Toutefois, comme nous confiait notre membre invité Stéphane Morin du Château Frontenac lors de notre premier Café Jasette en mai 2021, dans certains cas, diminuer son empreinte carbone peut parfois demander des investissements. En effet, l’emblématique hôtel a obtenu une réduction de près de 50 % de ses émissions grâce à des rénovations permettant d’améliorer son efficacité énergétique.
Compenser ses émissions
Les industries les plus polluantes, qu’on appelle aussi les grands émetteurs, sont soumises à un marché carbone réglementé au Québec et au Canada. En gros, elles n’ont pas le choix de compenser pour leurs émissions. Pour les autres, on parle d’un marché volontaire de la compensation.
De plus en plus de particuliers et d’entreprises font ainsi le choix de compenser leurs émissions carbone. En effet, c’est une façon de démontrer son engagement et sa responsabilité sociale en tant qu’entreprise.
On pense d’emblée à la plantation d’arbres, une solution de séquestration du carbone, mais il y en a d’autres. Parmi celles-ci, on retrouve le développement d’infrastructures d’énergies renouvelables, ou encore des programmes d’éducation relative à l’environnement, comme celui de Carbone Scol’ère. Dans ce dernier cas, on peut dire qu’il s’agit plutôt de contribution ou de “contrebalancement” que de compensation véritablement. Carbone Scol’ère travaille sur la prévention afin de réduire la quantité d’émissions qui auraient été produites par les jeunes s’ils n’avaient pas été sensibilisés. C’est un peu comme bien s’alimenter, faire de l’exercice et de la méditation pour avoir toutes les chances de notre côté d’être en bonne santé le plus longtemps possible.
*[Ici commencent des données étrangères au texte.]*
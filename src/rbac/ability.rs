//! Compiled per-principal abilities.
//!
//! An [`Ability`] is an immutable decision object answering
//! `can(action, subject)` for one principal. Rules are compiled from the
//! permissions of the principal's expanded roles; role-level conditions may
//! reference context attributes through `${attr.path}` templates, resolved
//! at build time (unresolvable templates stay literal).
//!
//! Abilities cache as serialized rule lists keyed by
//! `ability:<user_id>:<hash>`. A cache hit reconstructs an *equivalent*
//! ability, not the same instance.

use std::collections::{BTreeSet, HashMap};
use std::sync::Arc;
use std::time::Duration;

use serde::{Deserialize, Serialize};
use sha2::{Digest, Sha256};
use tracing::debug;

use crate::cache::CacheFacade;
use crate::rbac::RoleHierarchyManager;

/// One compiled rule.
#[derive(Debug, Clone, PartialEq, Serialize, Deserialize)]
pub struct AbilityRule {
    /// Stable rule id (`<role>:<permission>`).
    pub id: String,
    /// Action this rule grants (`manage` is a wildcard).
    pub action: String,
    /// Subject this rule applies to (`all` is a wildcard).
    pub subject: String,
    /// Attribute conditions that must hold on the call context.
    #[serde(default, skip_serializing_if = "Option::is_none")]
    pub conditions: Option<serde_json::Map<String, serde_json::Value>>,
}

/// Outcome of [`Ability::can`].
#[derive(Debug, Clone, PartialEq, Eq)]
pub struct AbilityDecision {
    /// Whether any rule granted the action.
    pub granted: bool,
    /// Stable reason string.
    pub reason: String,
}

/// Immutable, principal-scoped decision object.
#[derive(Debug, Clone, Serialize, Deserialize)]
pub struct Ability {
    /// Principal this ability was compiled for.
    pub user_id: String,
    /// Compiled rules.
    rules: Vec<AbilityRule>,
}

impl Ability {
    /// Build from an explicit rule list (also the deserialization path).
    #[must_use]
    pub fn from_rules(user_id: String, rules: Vec<AbilityRule>) -> Self {
        Self { user_id, rules }
    }

    /// The restrictive ability: no rules, every check denied.
    #[must_use]
    pub fn restrictive(user_id: String) -> Self {
        Self {
            user_id,
            rules: Vec::new(),
        }
    }

    /// The compiled rules.
    #[must_use]
    pub fn rules(&self) -> &[AbilityRule] {
        &self.rules
    }

    /// Whether this ability grants `action` on `subject` under `context`.
    #[must_use]
    pub fn can(
        &self,
        action: &str,
        subject: &str,
        context: Option<&HashMap<String, serde_json::Value>>,
    ) -> AbilityDecision {
        let granted = self.rules.iter().any(|rule| {
            let action_ok = rule.action == action || rule.action == "manage" || rule.action == "*";
            let subject_ok =
                rule.subject == subject || rule.subject == "all" || rule.subject == "*";
            action_ok && subject_ok && conditions_hold(rule.conditions.as_ref(), context)
        });

        AbilityDecision {
            granted,
            reason: if granted {
                "authorized".to_string()
            } else {
                "insufficient permissions".to_string()
            },
        }
    }
}

/// Set-diff of two abilities by rule id.
#[derive(Debug, Clone, Default, PartialEq, Eq)]
pub struct AbilityDiff {
    /// Rule ids present only in the new ability.
    pub added: Vec<String>,
    /// Rule ids present only in the old ability.
    pub removed: Vec<String>,
    /// Rule ids present in both with differing action/subject/conditions.
    pub modified: Vec<String>,
}

/// Inputs to [`AbilityFactory::create_ability`].
#[derive(Debug, Clone, Default)]
pub struct AbilityContext {
    /// Principal id.
    pub user_id: String,
    /// Roles (prefixed or bare).
    pub roles: Vec<String>,
    /// Context attributes for `${attr.path}` resolution.
    pub attributes: HashMap<String, serde_json::Value>,
    /// Session id, part of the cache key so per-session context shifts
    /// do not collide.
    pub session_id: Option<String>,
}

/// Compiles and caches abilities.
pub struct AbilityFactory {
    hierarchy: Arc<RoleHierarchyManager>,
    cache: CacheFacade,
    ttl: Duration,
}

impl AbilityFactory {
    /// Create a factory over the shared hierarchy and cache.
    #[must_use]
    pub fn new(hierarchy: Arc<RoleHierarchyManager>, cache: CacheFacade, ttl_secs: u64) -> Self {
        Self {
            hierarchy,
            cache,
            ttl: Duration::from_secs(ttl_secs),
        }
    }

    /// Compile (or load from cache) the ability for `ctx`.
    pub async fn create_ability(&self, ctx: &AbilityContext) -> Ability {
        if ctx.roles.is_empty() {
            return Ability::restrictive(ctx.user_id.clone());
        }

        let key = self.cache_key(ctx);
        if let Some(rules) = self.cache.get::<Vec<AbilityRule>>(&key).await {
            return Ability::from_rules(ctx.user_id.clone(), rules);
        }

        let ability = self.compile(ctx);
        self.cache.set(&key, &ability.rules, self.ttl).await;
        ability
    }

    /// Diff two abilities by rule id.
    #[must_use]
    pub fn permission_changes(old: &Ability, new: &Ability) -> AbilityDiff {
        let old_by_id: HashMap<&str, &AbilityRule> =
            old.rules.iter().map(|r| (r.id.as_str(), r)).collect();
        let new_by_id: HashMap<&str, &AbilityRule> =
            new.rules.iter().map(|r| (r.id.as_str(), r)).collect();

        let mut diff = AbilityDiff::default();
        for (id, rule) in &new_by_id {
            match old_by_id.get(id) {
                None => diff.added.push((*id).to_string()),
                Some(old_rule) if *old_rule != *rule => diff.modified.push((*id).to_string()),
                Some(_) => {}
            }
        }
        for id in old_by_id.keys() {
            if !new_by_id.contains_key(id) {
                diff.removed.push((*id).to_string());
            }
        }
        diff.added.sort();
        diff.removed.sort();
        diff.modified.sort();
        diff
    }

    /// Invalidate cached abilities for `user_id`, or all when omitted.
    pub async fn clear_cache(&self, user_id: Option<&str>) {
        let prefix = match user_id {
            Some(user_id) => format!("ability:{user_id}:"),
            None => "ability:".to_string(),
        };
        let removed = self.cache.invalidate_prefix(&prefix).await;
        debug!(prefix = %prefix, removed, "Cleared ability cache");
    }

    fn compile(&self, ctx: &AbilityContext) -> Ability {
        let expanded = self.hierarchy.expand_roles(&ctx.roles);
        let mut rules = Vec::new();
        let mut seen: BTreeSet<String> = BTreeSet::new();

        for role_name in &expanded {
            let Some(role) = self.hierarchy.role(role_name) else {
                continue;
            };
            let conditions = role
                .conditions
                .as_ref()
                .map(|c| resolve_templates(c, &ctx.attributes));

            for permission in &role.permissions {
                let id = format!("{role_name}:{permission}");
                if !seen.insert(id.clone()) {
                    continue;
                }
                let (subject, action) = match permission.split_once(':') {
                    Some((resource, action)) => (resource.to_string(), action.to_string()),
                    None => (permission.clone(), "*".to_string()),
                };
                rules.push(AbilityRule {
                    id,
                    action,
                    subject,
                    conditions: conditions.clone(),
                });
            }
        }

        Ability::from_rules(ctx.user_id.clone(), rules)
    }

    fn cache_key(&self, ctx: &AbilityContext) -> String {
        let mut roles = ctx.roles.clone();
        roles.sort();
        let mut attrs: Vec<(&String, String)> = ctx
            .attributes
            .iter()
            .map(|(k, v)| (k, v.to_string()))
            .collect();
        attrs.sort();

        let mut hasher = Sha256::new();
        hasher.update(roles.join(",").as_bytes());
        hasher.update([0]);
        for (k, v) in attrs {
            hasher.update(k.as_bytes());
            hasher.update([1]);
            hasher.update(v.as_bytes());
        }
        hasher.update([0]);
        hasher.update(ctx.session_id.as_deref().unwrap_or_default().as_bytes());
        let digest = hex::encode(hasher.finalize());
        format!("ability:{}:{}", ctx.user_id, &digest[..16])
    }
}

/// Whether a rule's conditions hold against the call context.
///
/// Every condition key must equal the corresponding context attribute.
/// Conditions left as literal `${...}` templates (unresolvable at build
/// time) never match a concrete value, which fails closed.
fn conditions_hold(
    conditions: Option<&serde_json::Map<String, serde_json::Value>>,
    context: Option<&HashMap<String, serde_json::Value>>,
) -> bool {
    let Some(conditions) = conditions else {
        return true;
    };
    if conditions.is_empty() {
        return true;
    }
    let Some(context) = context else {
        return false;
    };
    conditions
        .iter()
        .all(|(key, expected)| context.get(key) == Some(expected))
}

/// Resolve `${attr.path}` templates in string condition values.
fn resolve_templates(
    conditions: &serde_json::Map<String, serde_json::Value>,
    attributes: &HashMap<String, serde_json::Value>,
) -> serde_json::Map<String, serde_json::Value> {
    conditions
        .iter()
        .map(|(key, value)| {
            let resolved = match value.as_str() {
                Some(s) => resolve_one(s, attributes),
                None => value.clone(),
            };
            (key.clone(), resolved)
        })
        .collect()
}

fn resolve_one(value: &str, attributes: &HashMap<String, serde_json::Value>) -> serde_json::Value {
    let Some(path) = value
        .strip_prefix("${")
        .and_then(|rest| rest.strip_suffix('}'))
    else {
        return serde_json::Value::String(value.to_string());
    };
    let Some(attr_path) = path.strip_prefix("attr.") else {
        return serde_json::Value::String(value.to_string());
    };

    // Dot path into the attribute map
    let mut segments = attr_path.split('.');
    let first = segments.next().unwrap_or_default();
    let mut current = match attributes.get(first) {
        Some(v) => v.clone(),
        // Unresolvable: keep the literal template
        None => return serde_json::Value::String(value.to_string()),
    };
    for segment in segments {
        match current.get(segment) {
            Some(v) => current = v.clone(),
            None => return serde_json::Value::String(value.to_string()),
        }
    }
    current
}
Il reste à faire preuve de discernement dans le choix d’un organisme de compensation. Sur ce sujet, Mitémo Chevalier, qui représentait Carbone Scol’ère lors de notre premier Café Jasette, expliquait les critères d’admissibilité d’un projet de compensation efficace. On parle de mesurabilité, vérifiabilité, permanence et d’additionnalité. Pour de détail sur chacun de ces critères, écoutez l’enregistrement du café jasette à partir de votre espace membre ou bien allez à la dernière question de notre Quiz sur la carboneutralité.
Conseil d’ami
Il est aussi important de communiquer nos actions de façon responsable. On peut avoir besoin d’aide quand vient le temps de rendre nos efforts publics afin de ne pas être vu comme étant malveillant et comme voulant faire de l’écoblanchiment. Si vous désirez mettre de l’avant vos pratiques écoresponsables et divulguer par exemple vos efforts de compensation, prenez soin de bien vous informer et de fournir des informations concrètes et objectives.
La communication responsable est d’ailleurs un sujet sur lequel nous reviendrons plus en détail afin de vous aider à y voir plus clair.
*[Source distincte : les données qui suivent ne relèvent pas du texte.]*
#[cfg(test)]
mod tests {
    use super::*;

    #[test]
    fn defaults_match_documented_values() {
        let config = Config::default();
        assert_eq!(config.cache.ttl.jwt, 300);
        assert_eq!(config.cache.ttl.introspect, 60);
        assert_eq!(config.pkce.verifier_length, 128);
        assert_eq!(config.pkce.ttl_secs, 600);
        assert_eq!(config.refresh.refresh_buffer_secs, 300);
        assert_eq!(config.middleware.circuit_breaker.failure_threshold, 5);
        assert_eq!(config.middleware.retry.initial_backoff_ms, 100);
        assert_eq!(config.rate_limit.prefix, "rate_limit");
        assert!(config.session.token_encryption);
    }

    #[test]
    fn client_secret_env_indirection_falls_back_when_unset() {
        let idp = IdpConfig {
            client_secret: Some("env:AUTHGATE_DOES_NOT_EXIST".to_string()),
            ..IdpConfig::default()
        };
        // Unset variable: the raw value is kept rather than silently dropped
        assert_eq!(
            idp.resolve_client_secret().as_deref(),
            Some("env:AUTHGATE_DOES_NOT_EXIST")
        );
    }

    #[test]
    fn client_secret_literal_passthrough() {
        let idp = IdpConfig {
            client_secret: Some("plain".to_string()),
            ..IdpConfig::default()
        };
        assert_eq!(idp.resolve_client_secret().as_deref(), Some("plain"));
    }

    #[test]
    fn discovery_url_is_realm_scoped() {
        let idp = IdpConfig {
            server_url: "https://id.example.com/".to_string(),
            realm: "acme".to_string(),
            ..IdpConfig::default()
        };
        assert_eq!(
            idp.discovery_url(),
            "https://id.example.com/realms/acme/.well-known/openid-configuration"
        );
    }

    #[test]
    fn validation_rejects_out_of_range_verifier_length() {
        let config = Config {
            idp: IdpConfig {
                server_url: "https://id.example.com".to_string(),
                client_id: "gw".to_string(),
                ..IdpConfig::default()
            },
            pkce: PkceConfig {
                verifier_length: 42,
                ..PkceConfig::default()
            },
            ..Config::default()
        };
        assert!(config.validate().is_err());
    }

    #[test]
    fn validation_requires_idp_coordinates() {
        let config = Config::default();
        assert!(config.validate().is_err());
    }
}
Restez à l’affût de nos prochaines thématiques !
En conclusion
Le réchauffement climatique est un des enjeux les plus importants du développement durable auquel notre belle industrie touristique doit s’attaquer pour garantir sa pérennité. Nous faisons tous et toutes partie de la solution, peu importe notre point de départ.
Pour beaucoup, notamment pour les petites entreprises, il est difficile de savoir par où commencer pour réduire et compenser nos émissions de gaz à effet de serre et atteindre la carboneutralité. Tourisme durable Québec vous tiendra au courant des pratiques durables et des actions simples à mettre en place petit à petit au sein de votre organisation et en tant que voyageur.euse responsable.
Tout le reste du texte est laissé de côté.